Exercise prompt
Scan the data below. Pull out each line where "that" occurs.

+++ Exercise inputs +++

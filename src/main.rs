use std::path::PathBuf;

use clap::Parser;
use fourwd_runtime::config::Config;
use fourwd_runtime::hw::{GpioBridge, SimEchoPins};
use fourwd_runtime::runtime::{self, BoxError};
use fourwd_runtime::sensor::PulseRangefinder;
use fourwd_runtime::{Hardware, Robot, SimHardware, telemetry};
use rand::SeedableRng;
use rand::rngs::StdRng;
use tracing::{error, info, warn};
use tracing_subscriber::EnvFilter;

/// Remote-controlled 4WD runtime with automatic obstacle avoidance
#[derive(Parser, Debug)]
#[command(version)]
struct Args {
    /// Address to listen on for the controller app
    #[arg(long)]
    bind: Option<String>,

    /// JSON config file (missing fields use built-in defaults)
    #[arg(short, long)]
    config: Option<PathBuf>,

    /// Serial port of the GPIO bridge; simulated hardware when omitted
    #[arg(long)]
    serial: Option<String>,

    /// Seed for the avoidance turn direction
    #[arg(long)]
    seed: Option<u64>,

    /// Publish drive state and health over zenoh
    #[arg(long)]
    telemetry: bool,

    /// Distance reported by the simulated rangefinder, in cm
    #[arg(long, default_value_t = 100.0)]
    sim_distance: f32,
}

#[tokio::main]
async fn main() {
    // Setup logging (set RUST_LOG=info or debug)
    let filter = EnvFilter::try_from_default_env().unwrap_or_else(|_| EnvFilter::new("info"));
    tracing_subscriber::fmt().with_env_filter(filter).init();

    if let Err(e) = start(Args::parse()).await {
        error!("Fatal error: {}", e);
        std::process::exit(1);
    }
}

async fn start(args: Args) -> Result<(), BoxError> {
    let mut config = match &args.config {
        Some(path) => Config::load(path)?,
        None => Config::default(),
    };
    if let Some(bind) = args.bind {
        config.server.bind = bind;
    }

    let hardware = match &args.serial {
        Some(port) => {
            let bridge = GpioBridge::open(port, config.sensor.speed_of_sound_cm_per_us)?;
            Hardware {
                motors: Box::new(bridge.clone()),
                rangefinder: Box::new(bridge.clone()),
                indicator: Box::new(bridge),
            }
        }
        None => {
            warn!("No --serial port given, running on simulated hardware");
            // Simulated echo pins, so pings go through the pulse-timing path
            let pins = SimEchoPins::with_distance(
                args.sim_distance,
                config.sensor.speed_of_sound_cm_per_us,
            );
            Hardware {
                rangefinder: Box::new(PulseRangefinder::new(pins, &config.sensor)),
                ..SimHardware::new(args.sim_distance).hardware()
            }
        }
    };

    let rng = match args.seed {
        Some(seed) => StdRng::seed_from_u64(seed),
        None => StdRng::from_entropy(),
    };

    let robot = Robot::new(config, hardware, rng);
    info!("4WD runtime starting (direction-only drive, auto obstacle avoidance)");

    if args.telemetry {
        let publisher = robot.clone();
        tokio::spawn(async move {
            if let Err(e) = telemetry::publish(publisher).await {
                warn!("Telemetry stopped: {}", e);
            }
        });
    }

    runtime::run(robot).await
}
// Simulated hardware for running without a robot attached
//
// Every simulated device is a cheap clonable handle, so a test can keep one
// copy for inspection while the runtime owns the other.

use std::collections::VecDeque;
use std::sync::Arc;
use std::sync::atomic::{AtomicBool, Ordering};

use parking_lot::Mutex;
use tracing::{debug, info};

use super::{
    Direction, EchoPins, HardwareError, MotorDriver, ReadyIndicator, SensorTimeout,
    UltrasonicRangefinder,
};

#[derive(Debug, Default)]
struct DriveInner {
    left: Direction,
    right: Direction,
    history: Vec<(Direction, Direction)>,
}

/// Records every actuation so tests can assert on ordering
#[derive(Debug, Clone, Default)]
pub struct SimDrivetrain {
    inner: Arc<Mutex<DriveInner>>,
}

impl SimDrivetrain {
    pub fn new() -> Self {
        Self::default()
    }

    /// Current (left, right) pin state
    pub fn current(&self) -> (Direction, Direction) {
        let inner = self.inner.lock();
        (inner.left, inner.right)
    }

    /// Drain the actuation history with consecutive duplicates collapsed
    pub fn take_transitions(&self) -> Vec<(Direction, Direction)> {
        let mut history = std::mem::take(&mut self.inner.lock().history);
        history.dedup();
        history
    }

    fn record(&self) {
        let mut inner = self.inner.lock();
        let state = (inner.left, inner.right);
        inner.history.push(state);
    }
}

impl MotorDriver for SimDrivetrain {
    fn set_left(&mut self, direction: Direction) -> Result<(), HardwareError> {
        self.inner.lock().left = direction;
        self.record();
        Ok(())
    }

    fn set_right(&mut self, direction: Direction) -> Result<(), HardwareError> {
        self.inner.lock().right = direction;
        self.record();
        Ok(())
    }

    fn set_both(&mut self, left: Direction, right: Direction) -> Result<(), HardwareError> {
        {
            let mut inner = self.inner.lock();
            inner.left = left;
            inner.right = right;
        }
        self.record();
        Ok(())
    }
}

#[derive(Debug)]
struct RangeInner {
    steady: Result<f32, SensorTimeout>,
    queued: VecDeque<Result<f32, SensorTimeout>>,
}

/// Rangefinder returning scripted readings, then a steady value
#[derive(Debug, Clone)]
pub struct SimRangefinder {
    inner: Arc<Mutex<RangeInner>>,
}

impl SimRangefinder {
    pub fn new(distance_cm: f32) -> Self {
        Self {
            inner: Arc::new(Mutex::new(RangeInner {
                steady: Ok(distance_cm),
                queued: VecDeque::new(),
            })),
        }
    }

    /// Change the reading returned once the queue is empty
    pub fn set_distance(&self, distance_cm: f32) {
        self.inner.lock().steady = Ok(distance_cm);
    }

    /// Make every unqueued measurement time out
    pub fn set_timeout(&self) {
        self.inner.lock().steady = Err(SensorTimeout::EchoStart);
    }

    /// Queue a one-shot reading ahead of the steady value
    pub fn push(&self, reading: Result<f32, SensorTimeout>) {
        self.inner.lock().queued.push_back(reading);
    }
}

impl UltrasonicRangefinder for SimRangefinder {
    fn trigger_and_measure(&mut self) -> Result<f32, SensorTimeout> {
        let mut inner = self.inner.lock();
        let reading = inner.queued.pop_front().unwrap_or(inner.steady);
        debug!("Simulated ping: {:?}", reading);
        reading
    }
}

/// Trigger/echo pins on a virtual microsecond clock. Every echo poll costs
/// `poll_cost_us`; the echo rises `rise_after_us` after the trigger falls and
/// stays high for `echo_width_us`.
#[derive(Debug, Clone)]
pub struct SimEchoPins {
    clock_us: u64,
    poll_cost_us: u64,
    rise_after_us: Option<u64>,
    echo_width_us: u64,
    trigger_high_at: Option<u64>,
    trigger_fell_at: Option<u64>,
    last_pulse_us: Option<u64>,
}

impl SimEchoPins {
    pub fn new(rise_after_us: Option<u64>, echo_width_us: u64) -> Self {
        Self {
            clock_us: 0,
            poll_cost_us: 3,
            rise_after_us,
            echo_width_us,
            trigger_high_at: None,
            trigger_fell_at: None,
            last_pulse_us: None,
        }
    }

    /// Echo that corresponds to an object at `distance_cm`
    pub fn with_distance(distance_cm: f32, speed_of_sound_cm_per_us: f32) -> Self {
        let width = (distance_cm * 2.0 / speed_of_sound_cm_per_us).round() as u64;
        Self::new(Some(300), width)
    }

    /// Echo line that never rises
    pub fn silent() -> Self {
        Self::new(None, 0)
    }

    /// Width of the last trigger pulse, in microseconds
    pub fn last_pulse_us(&self) -> Option<u64> {
        self.last_pulse_us
    }

    fn echo_at(&self, t: u64) -> bool {
        match (self.trigger_fell_at, self.rise_after_us) {
            (Some(fell), Some(rise)) => {
                let start = fell + rise;
                t >= start && t < start + self.echo_width_us
            }
            _ => false,
        }
    }
}

impl EchoPins for SimEchoPins {
    fn set_trigger(&mut self, high: bool) {
        match (high, self.trigger_high_at) {
            (true, _) => self.trigger_high_at = Some(self.clock_us),
            (false, Some(rose)) => {
                self.last_pulse_us = Some(self.clock_us - rose);
                self.trigger_fell_at = Some(self.clock_us);
                self.trigger_high_at = None;
            }
            (false, None) => {}
        }
    }

    fn echo_is_high(&mut self) -> bool {
        let t = self.clock_us;
        self.clock_us += self.poll_cost_us;
        self.echo_at(t)
    }

    fn delay_us(&mut self, us: u32) {
        self.clock_us += u64::from(us);
    }

    fn now_us(&mut self) -> u64 {
        self.clock_us
    }
}

/// Status LED that only logs
#[derive(Debug, Clone, Default)]
pub struct SimIndicator {
    on: Arc<AtomicBool>,
}

impl SimIndicator {
    pub fn new() -> Self {
        Self::default()
    }

    pub fn is_on(&self) -> bool {
        self.on.load(Ordering::Acquire)
    }
}

impl ReadyIndicator for SimIndicator {
    fn set_ready(&mut self, on: bool) {
        if self.on.swap(on, Ordering::AcqRel) != on {
            info!("Status LED {}", if on { "on" } else { "off" });
        }
    }
}

#[cfg(test)]
mod tests {
    use super::*;

    #[test]
    fn test_drivetrain_collapses_repeats() {
        let mut drive = SimDrivetrain::new();
        drive.set_both(Direction::Forward, Direction::Forward).unwrap();
        drive.set_both(Direction::Forward, Direction::Forward).unwrap();
        drive.set_both(Direction::Stop, Direction::Stop).unwrap();

        assert_eq!(
            drive.take_transitions(),
            vec![
                (Direction::Forward, Direction::Forward),
                (Direction::Stop, Direction::Stop)
            ]
        );
        assert!(drive.take_transitions().is_empty());
    }

    #[test]
    fn test_rangefinder_queue_then_steady() {
        let mut sensor = SimRangefinder::new(50.0);
        sensor.push(Err(SensorTimeout::EchoEnd));
        assert_eq!(sensor.trigger_and_measure(), Err(SensorTimeout::EchoEnd));
        assert_eq!(sensor.trigger_and_measure(), Ok(50.0));
    }

    #[test]
    fn test_indicator_tracks_state() {
        let led = SimIndicator::new();
        let mut handle = led.clone();
        handle.set_ready(true);
        assert!(led.is_on());
        handle.set_ready(false);
        assert!(!led.is_on());
    }
}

+++

Response area
    /// Echo that corresponds to an object at `distance_cm`
    /// Echo line that never rises
/// Status LED that only logs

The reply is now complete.